NIKEL.CO.ID, 16 MEI 2023-Analis Kebijakan Direktorat Penerimaan Mineral dan Batu Bara, Ditjen Minerba, Kementerian ESDM, Parlindungan Sitinjak menegaskan bahwa iuran produksi yang disetorkan ke kas negara dihitung ketika sudah dilakukan transaksi penjualan.
Analis Kebijakan Penerimaan Minerba, Ditjen Minerba, Parlindungan Sitinjak menyampaikan materi Penerimaan Negara Bukan Pajak 2% atau 10% dari Sektor Pertambangan Nikel di hari kedua Training of Trainers APNI di Hotel Grand Sahid, Jakarta, Selasa (16/5/2023).
Parlindungan Sitinjak mengatakan, iuran tetap komoditas mineral dan batu bara (minerba) diatur dalam Peraturan Pemerintah Nomor 26 Tahun 2022.
“PNBP mengatur ketentuan iuran per kementerian. Iuran nikel dan batubara semua mengacu pada regulasi,” kata Parlindungan Sitinjak.
Ia menjelaskan, jenis PNBP minerba ada dua, yaitu iuran tetap, seperi landrent atau deadrent yang dibayarkan kepada negara sebagai imbalan atas kesempatan penyelidikan umum, studi kelayakan, konstruksi, eksplorasi dan eksploitasi pada suatu wilayah kuasa pertambangan/kontrak karya/perjanjian karya pengusahaan pertambangan minerba. Kedua, iuran atas Izin Usaha Pertambangan (IUP) dan IUP Khusus (IUPK).
IUP untuk tambang kemudian dibagi lagi menjadi dua tahap, yaitu tahap eksplorasi dan tahap produksi. IUP saat tahap eksplorasi dikenakan tarif pajak sebesar Rp 30 ribu per hektare. Sementara IUP ketika sudah tahap produksi dikenakan pajak sebesar Rp 60 ribu per hektar.
Pajak IUP tahap eksplorasi maupun tahap produksi harus dibayarkan sekali dalam setahun sesuai Keputusan Menteri ESDM Nomor 18 Tahun 2022.
Parlindungan mengutarakan, iuran tetap itu dibayarkan paling lambat sudah dibayar pemilik IUP tanggal 10 Januari setiap tahun. Jika pembayaran iuran tetap lewat dari tanggal 10 Januari, maka dikenakan sanksi denda sebesar 2 persen per bulan. Besaran denda itu bisa juga dihitung dari lamanya iuran tetap tersebut telat untuk dibayarkan.
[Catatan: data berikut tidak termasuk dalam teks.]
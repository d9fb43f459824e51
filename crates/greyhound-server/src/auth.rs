//! Cached upstream authorization.
//!
//! When an `auth` block is configured, every resource access consults an
//! upstream endpoint keyed by an identifier derived from the request's
//! cookies and query parameters. Decisions are cached per (identifier,
//! resource) with separate TTLs for positive and negative answers; a coarse
//! map lock covers lookup-or-insert and a per-entry lock serialises the
//! upstream call so no two concurrent checks hit the upstream for the same
//! entry.

use std::collections::HashMap;
use std::sync::{Arc, Mutex};
use std::time::{Duration, Instant};

use hyper::header::{HeaderMap, COOKIE, HOST};
use tracing::{info, warn};

use crate::config::AuthConfig;
use crate::error::HttpError;

/// TTL floor applied to both the positive and negative cache windows.
const MIN_TTL: Duration = Duration::from_secs(60);

/// Status recorded when the upstream cannot be reached at all.
const UPSTREAM_UNREACHABLE: u16 = 502;

/// Request-derived inputs to an authorization check.
#[derive(Debug, Clone, Default)]
pub struct AuthInput {
    pub headers: HeaderMap,
    pub query: Vec<(String, String)>,
}

impl AuthInput {
    pub fn cookies(&self) -> HashMap<String, String> {
        parse_cookies(&self.headers)
    }
}

#[derive(Debug, Default)]
struct Entry {
    checked: Option<Instant>,
    status: u16,
}

impl Entry {
    fn ok(&self) -> bool {
        (200..300).contains(&self.status)
    }

    fn fresh(&self, good: Duration, bad: Duration) -> bool {
        match self.checked {
            None => false,
            Some(at) => at.elapsed() <= if self.ok() { good } else { bad },
        }
    }
}

type EntryMap = HashMap<(String, String), Arc<tokio::sync::Mutex<Entry>>>;

pub struct Auth {
    endpoint: String,
    cookies: Vec<String>,
    queries: Vec<String>,
    good: Duration,
    bad: Duration,
    client: reqwest::Client,
    map: Mutex<EntryMap>,
}

impl Auth {
    pub fn new(config: &AuthConfig) -> Auth {
        let minutes = |m: f64| Duration::from_secs_f64((m * 60.0).max(0.0)).max(MIN_TTL);
        Auth {
            endpoint: config.path.trim_end_matches('/').to_string(),
            cookies: config.cookies.to_vec(),
            queries: config.query_params.to_vec(),
            good: minutes(config.cache_minutes.good),
            bad: minutes(config.cache_minutes.bad),
            client: reqwest::Client::new(),
            map: Mutex::new(HashMap::new()),
        }
    }

    pub fn good_seconds(&self) -> u64 {
        self.good.as_secs()
    }

    pub fn bad_seconds(&self) -> u64 {
        self.bad.as_secs()
    }

    /// The cache identifier for a request: configured cookie values, then
    /// configured query-parameter values, each followed by `-`. Missing
    /// values contribute an empty segment.
    pub fn identifier(&self, input: &AuthInput) -> String {
        let cookies = input.cookies();
        let mut id = String::new();
        for name in &self.cookies {
            id.push_str(cookies.get(name).map_or("", String::as_str));
            id.push('-');
        }
        for name in &self.queries {
            let value = input
                .query
                .iter()
                .find(|(k, _)| k == name)
                .map_or("", |(_, v)| v.as_str());
            id.push_str(value);
            id.push('-');
        }
        id
    }

    /// Authorize `resource` for the request, consulting the upstream when
    /// the cached entry is stale. Returns the upstream's last status code.
    pub async fn check(&self, resource: &str, input: &AuthInput) -> Result<u16, HttpError> {
        let id = self.identifier(input);

        let entry = {
            let mut map = self
                .map
                .lock()
                .unwrap_or_else(std::sync::PoisonError::into_inner);
            map.entry((id.clone(), resource.to_string()))
                .or_default()
                .clone()
        };

        let mut entry = entry.lock().await;
        if !entry.fresh(self.good, self.bad) {
            info!(id = %id, resource = %resource, "refreshing authorization");
            entry.status = self.fetch(resource, input).await;
            entry.checked = Some(Instant::now());
        }
        Ok(entry.status)
    }

    async fn fetch(&self, resource: &str, input: &AuthInput) -> u16 {
        let url = format!("{}/{resource}", self.endpoint);

        let mut headers = input.headers.clone();
        headers.remove(HOST);

        let request = self
            .client
            .get(&url)
            .headers(headers)
            .query(&input.query);

        match request.send().await {
            Ok(response) => response.status().as_u16(),
            Err(e) => {
                warn!(url = %url, error = %e, "authorization upstream unreachable");
                UPSTREAM_UNREACHABLE
            }
        }
    }
}

/// Split a `Cookie` header into name/value pairs.
pub fn parse_cookies(headers: &HeaderMap) -> HashMap<String, String> {
    let mut cookies = HashMap::new();
    let Some(raw) = headers.get(COOKIE).and_then(|v| v.to_str().ok()) else {
        return cookies;
    };
    for part in raw.split(';') {
        match part.split_once('=') {
            Some((name, value)) => {
                cookies.insert(name.trim().to_string(), value.trim().to_string());
            }
            None => {
                cookies.insert(String::new(), part.trim().to_string());
            }
        }
    }
    cookies
}

#[cfg(test)]
mod tests {
    use super::*;
    use crate::config::{CacheMinutes, StringList};
    use hyper::header::HeaderValue;

    fn config() -> AuthConfig {
        AuthConfig {
            path: "http://localhost:9999/verify".to_string(),
            cookies: StringList::from(vec!["session".to_string(), "tenant".to_string()]),
            query_params: StringList::from(vec!["token".to_string()]),
            cache_minutes: CacheMinutes { good: 5.0, bad: 1.0 },
        }
    }

    fn input(cookie: Option<&str>, query: &[(&str, &str)]) -> AuthInput {
        let mut headers = HeaderMap::new();
        if let Some(c) = cookie {
            headers.insert(COOKIE, HeaderValue::from_str(c).unwrap());
        }
        AuthInput {
            headers,
            query: query
                .iter()
                .map(|(k, v)| ((*k).to_string(), (*v).to_string()))
                .collect(),
        }
    }

    #[test]
    fn test_cookie_parsing() {
        let mut headers = HeaderMap::new();
        headers.insert(
            COOKIE,
            HeaderValue::from_static("session=abc; tenant = acme ; bare"),
        );
        let cookies = parse_cookies(&headers);
        assert_eq!(cookies.get("session"), Some(&"abc".to_string()));
        assert_eq!(cookies.get("tenant"), Some(&"acme".to_string()));
        assert_eq!(cookies.get(""), Some(&"bare".to_string()));
    }

    #[test]
    fn test_identifier_composition() {
        let auth = Auth::new(&config());
        let id = auth.identifier(&input(
            Some("session=abc; tenant=acme"),
            &[("token", "t0"), ("other", "x")],
        ));
        assert_eq!(id, "abc-acme-t0-");
    }

    #[test]
    fn test_identifier_missing_segments() {
        let auth = Auth::new(&config());
        let id = auth.identifier(&input(None, &[]));
        assert_eq!(id, "---");
    }

    #[test]
    fn test_ttl_floor() {
        let auth = Auth::new(&AuthConfig {
            cache_minutes: CacheMinutes { good: 0.1, bad: 0.0 },
            ..config()
        });
        assert_eq!(auth.good_seconds(), 60);
        assert_eq!(auth.bad_seconds(), 60);
    }

    #[test]
    fn test_entry_freshness_uses_status_family() {
        let good = Duration::from_secs(300);
        let bad = Duration::from_secs(60);

        let ok = Entry { checked: Some(Instant::now()), status: 204 };
        assert!(ok.ok());
        assert!(ok.fresh(good, bad));

        let denied = Entry { checked: Some(Instant::now()), status: 403 };
        assert!(!denied.ok());
        assert!(denied.fresh(good, bad));

        let never = Entry::default();
        assert!(!never.fresh(good, bad));
    }
}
“Ketentuan ini berlaku untuk IUPK,” jelasnya.
Namun, Kepmen ESDM memberi batasan waktu terlambatnya denda itu tidak dibayarkan, terhitung melewati 10 Januari hingga maksimal 2 x 24 bulan. Jika melewati tenggat itu, maka sanksi dendanya lebih besar lagi.
Sementara itu, lanjutnya, sejak dikeluarkannya Peraturan Pemerintah Nomor 26 Tahun 2022, PNBP tidak hanya diberlakukan kepada pelaku pertambangan minerba di hulu, namun juga mengatur tentang iuran produksi perusahaan pengolahan bahan baku nikel.
“Iuran produksi disetorkan ke kas negara berdasarkan hasil penjualan, bukan berdasarkan hasil produksi. Jadi, kata kunci untuk pembayaran royalti adalah penjualan,” Parlindungan menegaskan.
Iuran Produksi dalam PP Nomor 26 Tahun 2022 menggunakan tiga variabel. Variabel pertama mengatur kententuan besaran pajak produk bijih nikel kadar tinggi sebesar 10% dari harga. Variabel kedua, pengenaan pajak produk bijih nikel kadar rendah sebesar 2%.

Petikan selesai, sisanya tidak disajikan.